(Excerpts from a dataset)
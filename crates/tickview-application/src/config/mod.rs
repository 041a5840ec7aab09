use serde::{Deserialize, Serialize};
use std::collections::BTreeMap;
use std::fs;
use std::path::Path;
use tickview_domain::services::tick_codec::MalformedTickPolicy;
use tickview_domain::services::vwap::VwapSource;
use tickview_domain::ChartDataError;

#[derive(Debug, Deserialize, Serialize, Clone, Copy, PartialEq, Eq, Default)]
#[serde(rename_all = "snake_case")]
pub enum AlignmentPolicyKind {
    BucketEnd,
    #[default]
    CloseBiased,
}

#[derive(Debug, Deserialize, Serialize, Clone)]
#[serde(deny_unknown_fields, default)]
pub struct Config {
    pub paths: PathsConfig,
    pub alignment: AlignmentConfig,
    pub series: Vec<SeriesConfig>,
    pub ticks: TicksConfig,
    pub vwap: VwapConfig,
    pub layout: LayoutConfig,
    pub data_quality: DataQualityConfig,
    pub logging: LoggingConfig,
}

impl Default for Config {
    fn default() -> Self {
        Self {
            paths: PathsConfig::default(),
            alignment: AlignmentConfig::default(),
            series: vec![
                SeriesConfig {
                    period: "300".to_string(),
                },
                SeriesConfig {
                    period: "60".to_string(),
                },
            ],
            ticks: TicksConfig::default(),
            vwap: VwapConfig::default(),
            layout: LayoutConfig::default(),
            data_quality: DataQualityConfig::default(),
            logging: LoggingConfig::default(),
        }
    }
}

#[derive(Debug, Deserialize, Serialize, Clone, Default)]
#[serde(deny_unknown_fields, default)]
pub struct PathsConfig {
    pub data_dir: Option<String>,
}

/// `bucket_end` shifts each listed period by itself. `close_biased` uses the
/// fixed 60s -> 60s / 300s -> 330s table and shifts any other listed period by
/// itself. `offset_overrides` (period seconds -> offset seconds) is applied on
/// top of either.
#[derive(Debug, Deserialize, Serialize, Clone)]
#[serde(deny_unknown_fields, default)]
pub struct AlignmentConfig {
    pub policy: AlignmentPolicyKind,
    pub periods: Vec<String>,
    pub offset_overrides: BTreeMap<String, i64>,
}

impl Default for AlignmentConfig {
    fn default() -> Self {
        Self {
            policy: AlignmentPolicyKind::CloseBiased,
            periods: vec!["60".to_string(), "300".to_string()],
            offset_overrides: BTreeMap::new(),
        }
    }
}

#[derive(Debug, Deserialize, Serialize, Clone)]
#[serde(deny_unknown_fields)]
pub struct SeriesConfig {
    /// Seconds (`"300"`) or a duration label (`"5m"`).
    pub period: String,
}

#[derive(Debug, Deserialize, Serialize, Clone)]
#[serde(deny_unknown_fields, default)]
pub struct TicksConfig {
    pub enabled: bool,
    pub price_field: usize,
    pub vwap_field: usize,
    pub malformed: MalformedTickPolicy,
}

impl Default for TicksConfig {
    fn default() -> Self {
        Self {
            enabled: true,
            price_field: 0,
            vwap_field: 4,
            malformed: MalformedTickPolicy::Error,
        }
    }
}

#[derive(Debug, Deserialize, Serialize, Clone, Default)]
#[serde(deny_unknown_fields, default)]
pub struct VwapConfig {
    pub source: VwapSource,
}

#[derive(Debug, Deserialize, Serialize, Clone)]
#[serde(deny_unknown_fields, default)]
pub struct LayoutConfig {
    /// Wall-clock time (`HH:MM:SS`) of the vertical market-open line.
    pub market_open_marker: Option<String>,
    pub market_open_label: String,
    pub y_axis_title: String,
    pub price_row_weight: f64,
    pub volume_row_weight: f64,
}

impl Default for LayoutConfig {
    fn default() -> Self {
        Self {
            market_open_marker: Some("09:29:30".to_string()),
            market_open_label: "Market Open".to_string(),
            y_axis_title: "Price ($)".to_string(),
            price_row_weight: 0.7,
            volume_row_weight: 0.2,
        }
    }
}

#[derive(Debug, Deserialize, Serialize, Clone, Default)]
#[serde(deny_unknown_fields, default)]
pub struct DataQualityConfig {
    pub max_duplicates: usize,
    pub max_out_of_order: usize,
    pub max_gaps: usize,
    pub max_malformed_ticks: usize,
}

#[derive(Debug, Deserialize, Serialize, Clone)]
#[serde(deny_unknown_fields, default)]
pub struct LoggingConfig {
    pub level: String,
    pub format: String,
}

impl Default for LoggingConfig {
    fn default() -> Self {
        Self {
            level: "info".to_string(),
            format: "pretty".to_string(),
        }
    }
}

impl Config {
    /// Rejects configs that would only fail later, mid-chart.
    pub fn validate(&self) -> Result<(), ChartDataError> {
        let policy = crate::shared::resolve_alignment_policy(self)?;
        let periods = crate::shared::resolve_series_periods(self)?;
        if periods.is_empty() {
            return Err(ChartDataError::Config(
                "at least one [[series]] entry is required".to_string(),
            ));
        }
        for period in periods {
            if !policy.supports(period) {
                return Err(ChartDataError::Config(format!(
                    "series period {period} has no alignment offset (supported: {})",
                    policy
                        .periods()
                        .map(|p| p.to_string())
                        .collect::<Vec<_>>()
                        .join(", ")
                )));
            }
        }

        if self.ticks.price_field == self.ticks.vwap_field {
            return Err(ChartDataError::Config(
                "ticks.price_field and ticks.vwap_field must differ".to_string(),
            ));
        }

        if let Some(marker) = self.layout.market_open_marker.as_deref() {
            crate::shared::parse_marker_time(marker)?;
        }
        let weights = [self.layout.price_row_weight, self.layout.volume_row_weight];
        if weights.iter().any(|w| !w.is_finite() || *w <= 0.0) {
            return Err(ChartDataError::Config(
                "layout row weights must be finite and > 0".to_string(),
            ));
        }

        match self.logging.format.trim().to_lowercase().as_str() {
            "pretty" | "json" => Ok(()),
            other => Err(ChartDataError::Config(format!(
                "logging.format must be: pretty | json (got {other})"
            ))),
        }
    }
}

pub fn parse_config(contents: &str) -> Result<Config, ChartDataError> {
    let config: Config =
        toml::from_str(contents).map_err(|err| ChartDataError::Config(err.to_string()))?;
    config.validate()?;
    Ok(config)
}

pub fn load_config(path: &Path) -> Result<Config, ChartDataError> {
    let contents = fs::read_to_string(path).map_err(|err| ChartDataError::Io {
        path: path.display().to_string(),
        source: err,
    })?;
    parse_config(&contents).map_err(|err| match err {
        ChartDataError::Config(msg) => {
            ChartDataError::Config(format!("{}: {}", path.display(), msg))
        }
        other => other,
    })
}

▸ Work instruction:
If a line in the records above contains "TicksConfig", copy that line.

▸ Answer to this exercise:
    pub ticks: TicksConfig,
            ticks: TicksConfig::default(),
pub struct TicksConfig {
impl Default for TicksConfig {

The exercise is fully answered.